The summer off-season likes nothing better than a contract rebel, but Gareth Bale failed to whet the salacious appetite of the sports dailies on Tuesday by turning up for work. The sight of a 24-year-old Welshman parking his car would not normally generate much interest, but Bale has been the main transfer story of the past two months and, if he does finally move to Real Madrid from Tottenham Hotspur, he is likely to become the most expensive soccer player in history.

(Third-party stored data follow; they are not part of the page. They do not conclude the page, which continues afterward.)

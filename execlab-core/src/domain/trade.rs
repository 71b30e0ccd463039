//! Completed round-trip trades, the only input to performance statistics.

use serde::{Deserialize, Serialize};

use super::order::OrderSide;
use super::signal::Direction;

#[derive(Debug, Clone, Copy, PartialEq, Eq, Hash, Serialize, Deserialize)]
#[serde(rename_all = "lowercase")]
pub enum PositionSide {
    Long,
    Short,
}

impl PositionSide {
    pub fn from_entry(side: OrderSide) -> Self {
        match side {
            OrderSide::Buy => PositionSide::Long,
            OrderSide::Sell => PositionSide::Short,
        }
    }

    pub fn entry_side(&self) -> OrderSide {
        match self {
            PositionSide::Long => OrderSide::Buy,
            PositionSide::Short => OrderSide::Sell,
        }
    }

    pub fn exit_side(&self) -> OrderSide {
        self.entry_side().opposite()
    }

    /// +1 long, -1 short.
    pub fn sign(&self) -> f64 {
        self.entry_side().sign()
    }
}

/// Why a position was closed.
#[derive(Debug, Clone, Copy, PartialEq, Eq, Hash, Serialize, Deserialize)]
#[serde(rename_all = "snake_case")]
pub enum ExitReason {
    StopLoss,
    TakeProfit,
    HoldingHorizon,
    OpposingSignal,
    EndOfSeries,
}

/// A closed position.
#[derive(Debug, Clone, PartialEq, Serialize, Deserialize)]
pub struct CompletedTrade {
    pub side: PositionSide,
    pub entry_bar: usize,
    pub exit_bar: usize,
    /// Volume-weighted reference (pre-slippage) entry price.
    pub entry_reference: f64,
    /// Volume-weighted achieved entry price.
    pub entry_price: f64,
    pub exit_reference: f64,
    pub exit_price: f64,
    pub quantity: f64,
    /// Net return in percent, after slippage on both legs.
    pub return_pct: f64,
    pub predicted_direction: Direction,
    /// Raw reference move agreed with the predicted direction.
    pub direction_correct: bool,
    pub exit_reason: ExitReason,
    pub confidence: f64,
}

impl CompletedTrade {
    pub fn is_winner(&self) -> bool {
        self.return_pct > 0.0
    }

    pub fn bars_held(&self) -> usize {
        self.exit_bar.saturating_sub(self.entry_bar)
    }
}

/// Net percent return for a position, from achieved prices.
pub fn net_return_pct(side: PositionSide, entry_price: f64, exit_price: f64) -> f64 {
    if !(entry_price > 0.0) {
        return 0.0;
    }
    side.sign() * (exit_price - entry_price) / entry_price * 100.0
}

/// Whether the raw reference move matched a predicted direction.
pub fn direction_matched(predicted: Direction, entry_reference: f64, exit_reference: f64) -> bool {
    match predicted {
        Direction::Up => exit_reference > entry_reference,
        Direction::Down => exit_reference < entry_reference,
        Direction::Neutral => false,
    }
}
//! Running trade statistics.
//!
//! Two interchangeable strategies sit behind `StatsStrategy`:
//! - `IncrementalStats` folds each completed trade into the running totals once (O(1)).
//! - `FullRescanStats` re-derives the totals from the whole trade list on every
//!   bar (O(trades) per bar). It exists as the reference the incremental
//!   path is checked against.
//!
//! Both fold trades through `TradeStats::record` in the same order, so their
//! snapshots are identical, not merely close.

use serde::{Deserialize, Serialize};

use crate::domain::CompletedTrade;

#[derive(Debug, Clone, Copy, Default, PartialEq, Eq, Hash, Serialize, Deserialize)]
#[serde(rename_all = "snake_case")]
pub enum StatsMode {
    #[default]
    Incremental,
    FullRescan,
}

impl StatsMode {
    pub fn strategy(self, keep_trades: bool) -> Box<dyn StatsStrategy> {
        match self {
            StatsMode::Incremental => Box::new(IncrementalStats::new(keep_trades)),
            StatsMode::FullRescan => Box::new(FullRescanStats::default()),
        }
    }
}

/// Aggregates derivable from the completed-trade stream.
#[derive(Debug, Clone, Copy, Default, PartialEq, Serialize, Deserialize)]
pub struct TradeStats {
    pub total_trades: usize,
    pub winning_trades: usize,
    pub losing_trades: usize,
    pub correct_directions: usize,
    /// Sum of per-trade percent returns.
    pub return_sum: f64,
    pub bars_held_sum: usize,
    pub best_return: Option<f64>,
    pub worst_return: Option<f64>,
}

impl TradeStats {
    pub fn record(&mut self, trade: &CompletedTrade) {
        self.total_trades += 1;
        if trade.is_winner() {
            self.winning_trades += 1;
        } else {
            self.losing_trades += 1;
        }
        if trade.direction_correct {
            self.correct_directions += 1;
        }
        self.return_sum += trade.return_pct;
        self.bars_held_sum += trade.bars_held();
        self.best_return = Some(self.best_return.map_or(trade.return_pct, |b| b.max(trade.return_pct)));
        self.worst_return = Some(self.worst_return.map_or(trade.return_pct, |w| w.min(trade.return_pct)));
    }

    pub fn from_trades(trades: &[CompletedTrade]) -> Self {
        let mut stats = Self::default();
        for trade in trades {
            stats.record(trade);
        }
        stats
    }

    fn pct_of_trades(&self, count: usize) -> f64 {
        if self.total_trades == 0 {
            0.0
        } else {
            count as f64 / self.total_trades as f64 * 100.0
        }
    }

    /// Winning trades as a percentage of all trades.
    pub fn win_rate(&self) -> f64 {
        self.pct_of_trades(self.winning_trades)
    }

    pub fn directional_accuracy(&self) -> f64 {
        self.pct_of_trades(self.correct_directions)
    }

    pub fn average_return(&self) -> f64 {
        if self.total_trades == 0 {
            0.0
        } else {
            self.return_sum / self.total_trades as f64
        }
    }

    pub fn average_bars_held(&self) -> f64 {
        if self.total_trades == 0 {
            0.0
        } else {
            self.bars_held_sum as f64 / self.total_trades as f64
        }
    }
}

/// Statistics accumulation strategy used by the engine.
pub trait StatsStrategy: Send {
    fn mode(&self) -> StatsMode;

    /// A position closed.
    fn record(&mut self, trade: CompletedTrade);

    /// Called once at the end of every bar.
    fn on_bar(&mut self);

    fn snapshot(&self) -> TradeStats;

    /// Recorded trades, oldest first. Empty when trades are not kept.
    fn trades(&self) -> &[CompletedTrade];

    fn into_trades(self: Box<Self>) -> Vec<CompletedTrade>;
}

/// O(1) per trade and per bar.
#[derive(Debug, Default)]
pub struct IncrementalStats {
    stats: TradeStats,
    keep_trades: bool,
    trades: Vec<CompletedTrade>,
}

impl IncrementalStats {
    pub fn new(keep_trades: bool) -> Self {
        Self {
            stats: TradeStats::default(),
            keep_trades,
            trades: Vec::new(),
        }
    }
}

impl StatsStrategy for IncrementalStats {
    fn mode(&self) -> StatsMode {
        StatsMode::Incremental
    }

    fn record(&mut self, trade: CompletedTrade) {
        self.stats.record(&trade);
        if self.keep_trades {
            self.trades.push(trade);
        }
    }

    fn on_bar(&mut self) {}

    fn snapshot(&self) -> TradeStats {
        self.stats
    }

    fn trades(&self) -> &[CompletedTrade] {
        &self.trades
    }

    fn into_trades(self: Box<Self>) -> Vec<CompletedTrade> {
        self.trades
    }
}

/// Reference strategy: rescans every trade on every bar.
#[derive(Debug, Default)]
pub struct FullRescanStats {
    trades: Vec<CompletedTrade>,
    current: TradeStats,
}

impl StatsStrategy for FullRescanStats {
    fn mode(&self) -> StatsMode {
        StatsMode::FullRescan
    }

    fn record(&mut self, trade: CompletedTrade) {
        self.trades.push(trade);
    }

    fn on_bar(&mut self) {
        self.current = TradeStats::from_trades(&self.trades);
    }

    fn snapshot(&self) -> TradeStats {
        // Trades recorded after the last on_bar are still included.
        if self.current.total_trades == self.trades.len() {
            self.current
        } else {
            TradeStats::from_trades(&self.trades)
        }
    }

    fn trades(&self) -> &[CompletedTrade] {
        &self.trades
    }

    fn into_trades(self: Box<Self>) -> Vec<CompletedTrade> {
        self.trades
    }
}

The story so far is a footballing foresight saga: the rumblings began as soon as the final ball of 2012-13 had been kicked, giving Tottenham fair warning of Real's intent. The standard heralds of the Bernabéu's thinly veiled attempts to draw a player's attention, Marca, drew up the first of a series of front pages designed to find their way into the British press. Real sporting director Zinedine Zidane said how suited to the side Bale is. Coach Carlo Ancelotti managed to transmit that talks were in progress by stating that he was not allowed to talk about other team's players. Sergio Ramos and Iker Casillas were employed to throw a digital warm arm of welcome around the Welshman's shoulder. The result, to Tottenham's annoyance, has been the inevitable turning of Bale's head. Even his hairstyle is dancing to the prevailing tune, in concert with the increasingly ludicrous chops on display at Real.
While the lure of playing for Real should not be underestimated, neither should the lucre on offer. Bale stands to earn more than double anything Spurs can offer; an annual salary that would prop up Spain's wilting economy for a few weeks on its own, before image rights and bonuses are factored in. The sum required to prize the winger from London will also be in the astronomical bracket: anything between 95 and 145 million euros, depending on the day of the week and whether or not Real fancies paying in one go. Of course, it will not take long to recoup much of that initial outlay as Bale shirts fly off the shelves. Ricardo Carvalho's vacated number 11 — Bale's preferred double-digit — has been preserved during pre-season.
Ricardo Carvalho's vacated number 11 — Bale's preferred double-digit — has been preserved
The reported removal of Bale's image from Spurs' official Twitter account and the words of Keith Mills, a club official, on Tuesday have heightened expectation that the deal is to be pushed through this week. "If a player is desperate to leave, it's very difficult to force him to stay. Even if he has a contract, you can't force somebody to play for you."
Real president Florentino Pérez and Spurs chairman Daniel Levy are apparently set to meet in Miami, where Real is on a pre-season tour, to hammer out an agreement. Further fuel to the fire was added through Bale's absence from Spurs' own preamble, although this was reportedly due to a buttock injury. Spurs and Real forged a "partnership" agreement last season when Luka Modric swapped White Hart Lane for the Bernabéu, but the London club stated this should not be seen as carte blanche for Pérez to poach its star player every summer.
But there also seems to be little in the deal to Spurs' benefit; there has hardly been a slew of loan talent from Real or Castilla disembarking at Tottenham Hale station. Real has a tendency to get what it wants, and if Bale wants to leave, the best the London club can hope for is to fill Levy's pockets to the tune of a world record fee.
There are plenty of potential makeweights in the Real squad but Spurs have thus far shown interest only in Álvaro Morata, one of the young Spanish players key to Pérez's plan of injecting youthful national talent into the team.
Question marks over where Bale will fit in are largely irrelevant: Pérez has always had a penchant for stocking the squad with flair attackers while neglecting to bolster the back. Real's Achilles heel last season — high balls into the area — has been evident during the International Champions Cup, the final of which pits Madrid against José Mourinho's Chelsea on Wednesday. Space will be found for the winger, with Ronaldo possibly switching flanks or taking a more central role. The sight of both in the same team will certainly be worth the entrance fee. Whether it is worth a world record one only time will tell.